Discussion and Conclusion

In HBO’s TV adaptation of the first novel in George R.R. Martin’s A Song of Ice and Fire series, King Robert says to his friend and advisor Ned Stark, “(t)here’s a war coming, Ned. I don’t know when, I don’t know who we’ll be fighting; but it’s coming.” These lines convey something about the nature of warfare: it appears to inevitably arise from some inexorable process that is difficult to predict. For at least 60 years, social scientists have tried to understand that process by identifying the correlates of warfare, motivated largely by a desire to predict and ideally prevent the process from giving rise to violence in the future (Suzuki et al., 1998). Recently, climate change has taken a central position in the literature on this topic, with many scholars declaring that climatic changes can be expected to increase the risk of violent conflict (e.g., Burke et al., 2009, 2015; Hsiang et al., 2013; Schmidt et al., 2021).

The results of the present study are not consistent with this claim. They indicate that even extreme climate conditions (as indicated by temperature reconstructions) did not affect conflict levels in Europe during the second millennium CE. This finding is perhaps surprising. Not only were there substantial climatic fluctuations in Europe during the second millennium CE, but also for much of the time period in question European societies were substantially less technologically developed than present-day European societies and were also more reliant on local agriculture. Less complex technology and greater dependence on local resources, one would think, should have made European societies susceptible to environmental shocks, especially large ones. But that does not seem to be the case. There is no evidence that the Little Ice Age or any of the other environmental shocks that impacted Europe during the second millennium CE affected conflict levels on average.
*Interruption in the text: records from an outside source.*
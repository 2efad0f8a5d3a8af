macro_rules! unit {
    ($name: ident) => {
        #[derive(
            Debug,
            Default,
            Copy,
            Clone,
            PartialOrd,
            Ord,
            PartialEq,
            Eq,
            Hash,
            derive_more::Add,
            derive_more::Sub,
            derive_more::AddAssign,
            derive_more::SubAssign,
            derive_more::Display,
            derive_more::FromStr,
            serde::Serialize,
            serde::Deserialize,
        )]
        #[serde(transparent)]
        pub struct $name(u64);

        impl $name {
            pub const ZERO: $name = Self::new(0);
            pub const MAX: $name = Self::new(u64::MAX);

            pub const fn new(value: u64) -> Self {
                Self(value)
            }

            pub const fn into_u64(self) -> u64 {
                self.0
            }

            pub const fn into_f64(self) -> f64 {
                self.0 as f64
            }

            pub const fn checked_div(self, rhs: u64) -> Option<Self> {
                if rhs == 0 {
                    None
                } else {
                    Some(Self::new(self.0 / rhs))
                }
            }

            pub const fn saturating_sub(self, rhs: Self) -> Self {
                Self::new(self.0.saturating_sub(rhs.0))
            }
        }
    };
}

unit!(Nanosecs);
unit!(Microsecs);
unit!(Millisecs);
unit!(Secs);

impl Nanosecs {
    /// Whole microseconds; the sub-microsecond remainder is dropped.
    pub const fn into_us(self) -> Microsecs {
        Microsecs::new(self.0 / 1_000)
    }
}

impl Microsecs {
    pub const fn into_ns(self) -> Nanosecs {
        Nanosecs::new(self.0 * 1_000)
    }

    /// Fractional milliseconds, the unit delay and jitter are reported in.
    pub fn as_ms_f64(self) -> f64 {
        self.into_f64() / 1_000.0
    }
}

impl Millisecs {
    pub const fn into_us(self) -> Microsecs {
        Microsecs::new(self.0 * 1_000)
    }

    pub const fn into_ns(self) -> Nanosecs {
        self.into_us().into_ns()
    }
}

impl Secs {
    pub const fn into_ms(self) -> Millisecs {
        Millisecs::new(self.0 * 1_000)
    }

    pub const fn into_us(self) -> Microsecs {
        self.into_ms().into_us()
    }

    pub const fn into_ns(self) -> Nanosecs {
        self.into_us().into_ns()
    }
}

impl From<Microsecs> for Nanosecs {
    fn from(us: Microsecs) -> Self {
        us.into_ns()
    }
}

impl From<Millisecs> for Nanosecs {
    fn from(ms: Millisecs) -> Self {
        ms.into_ns()
    }
}

impl From<Secs> for Nanosecs {
    fn from(s: Secs) -> Self {
        s.into_ns()
    }
}

impl From<Millisecs> for Microsecs {
    fn from(ms: Millisecs) -> Self {
        ms.into_us()
    }
}

impl From<Secs> for Microsecs {
    fn from(s: Secs) -> Self {
        s.into_us()
    }
}

impl From<Secs> for Millisecs {
    fn from(s: Secs) -> Self {
        s.into_ms()
    }
}

unit!(Bits);
unit!(Bytes);

impl Bytes {
    pub const fn into_bits(self) -> Bits {
        Bits::new(self.0 * 8)
    }
}

impl From<Bytes> for Bits {
    fn from(val: Bytes) -> Self {
        val.into_bits()
    }
}

impl Bits {
    /// Average rate in Mb/s when these bits are spread over `window`. One bit per microsecond is
    /// one megabit per second.
    pub fn mbps_over(self, window: Microsecs) -> f64 {
        assert!(window != Microsecs::ZERO);
        self.into_f64() / window.into_f64()
    }
}

unit!(BitsPerSec);

impl BitsPerSec {
    /// Converts a rate given in Mb/s, which may be fractional, rounding to the nearest bit/s.
    /// Negative and non-finite rates are not representable and come out as zero.
    pub fn from_mbps(mbps: f64) -> Self {
        if mbps.is_finite() && mbps > 0.0 {
            Self((mbps * 1e6).round() as u64)
        } else {
            Self::ZERO
        }
    }

    /// Splits this rate evenly across `n` senders, rounding down.
    pub const fn share(self, n: u64) -> Option<Self> {
        self.checked_div(n)
    }
}
use std::{io, path::Path, rc::Rc};

use crate::{
    arp::{self, ArpCache},
    error::Result,
    flow::{FlowMonitor, FlowRecordCollector},
    report,
    scenario::Scenario,
    stats::{Aggregator, Summary},
    topology::Topology,
    traffic::{self, TrafficPlan},
};

/// What a run needs from setup time: the shared resolution cache (already attached to every
/// interface) and the generator descriptions.
#[derive(Debug)]
pub struct Setup {
    pub arp: Rc<ArpCache>,
    pub traffic: TrafficPlan,
}

/// Prepares `topology` for a run of `scenario`. Must be called once, after the topology is
/// final and before any traffic starts.
pub fn setup(scenario: &Scenario, topology: &mut Topology) -> Result<Setup> {
    scenario.validate()?;
    tracing::info!(
        nr_nodes = topology.len(),
        loss_model = %scenario.loss_model,
        placement = %scenario.placement,
        "setting up scenario"
    );
    let arp = arp::populate(topology)?;
    let traffic = traffic::plan(scenario, &scenario.classes(), topology)?;
    Ok(Setup { arp, traffic })
}

/// Reduces the records of a finished run.
pub fn analyze(scenario: &Scenario, collector: &impl FlowRecordCollector) -> Result<Summary> {
    let window = scenario.analysis_window()?;
    let mut aggregator = Aggregator::new(window, scenario.classes());
    aggregator.collect(collector)?;
    let summary = aggregator.finish();
    tracing::info!(
        nr_flows = summary.flows.len(),
        nr_unclassified = summary.nr_unclassified(),
        throughput_mbps = summary.total_metrics.throughput_mbps,
        "flow statistics reduced"
    );
    Ok(summary)
}

/// [`analyze`] followed by the text report on `out`. Nothing is written if analysis fails.
pub fn report<W: io::Write>(
    scenario: &Scenario,
    collector: &impl FlowRecordCollector,
    out: &mut W,
) -> Result<Summary> {
    let summary = analyze(scenario, collector)?;
    report::write_report(out, &summary)?;
    Ok(summary)
}

pub fn read_scenario(path: impl AsRef<Path>) -> Result<Scenario> {
    let s = std::fs::read_to_string(path)?;
    let scenario: Scenario = serde_json::from_str(&s)?;
    scenario.validate()?;
    Ok(scenario)
}

pub fn read_flows(path: impl AsRef<Path>) -> Result<FlowMonitor> {
    let s = std::fs::read_to_string(path)?;
    Ok(serde_json::from_str(&s)?)
}
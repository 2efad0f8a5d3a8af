macro_rules! identifier {
    ($name: ident) => {
        #[derive(
            Debug,
            Default,
            Copy,
            Clone,
            PartialOrd,
            Ord,
            PartialEq,
            Eq,
            Hash,
            derive_more::Display,
            serde::Serialize,
            serde::Deserialize,
        )]
        pub struct $name(usize);

        impl $name {
            pub const ZERO: $name = Self::new(0);

            pub const fn new(value: usize) -> Self {
                Self(value)
            }

            pub const fn into_usize(self) -> usize {
                self.0
            }
        }
    };
}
Why did our analysis fail to identify an impact of extreme climatic events on conflict levels in Europe during the second millennium CE? There are at least six explanations that are worth considering, some of which we alluded to earlier. The first three we think can be discounted by careful reasoning. The last three, however, are harder to eliminate at present and suggest avenues for future research.

The first explanation—one we think can be discounted—involves sampling biases in the conflict record. As explained earlier, the conflict data we analysed were compiled from authoritative conflict databases. But, since no historical database is likely to be complete, it is possible that the record we analysed is missing conflict events for several reasons. Not all conflicts that actually occurred were necessarily recorded, for example, and more recent periods are likely to be better represented because of document survival biases or other period-specific differences in reporting. Spatial gaps may be present in the data as well. Some sub-regions in western Europe may have been more important to historians and chroniclers, such as regions that were economically and politically important to ruling elites. In addition, the density of surviving historical documents varies spatially within Europe, with early historical coverage concentrated around major urban centers and in the south, particularly France and Italy. Thus, we should expect the Tol and Wanger (2010) conflict record to be incomplete and biased. However, there is reason to believe that regional-scale trends in second millennium conflict levels are likely captured by the Tol and Wagner (2010) record. Most major conflicts involved Europe’s largest, most literate societies. So, the most significant conflicts were probably recorded in a sufficient number of archives that knowledge of them survived to the present. This means that trends in economically and politically important conflicts are likely reflected in the record we analysed. There is also no obvious trend(s) in the record that might indicate a persistent document survival bias (Figure 1). Moreover, geographic unevenness would not be a significant problem for our analysis. If conflict levels were substantially affected by temperature variation in general, then we would expect the conflict records of any sizable sub-region within Europe to respond in the roughly same way to region-wide temperature changes.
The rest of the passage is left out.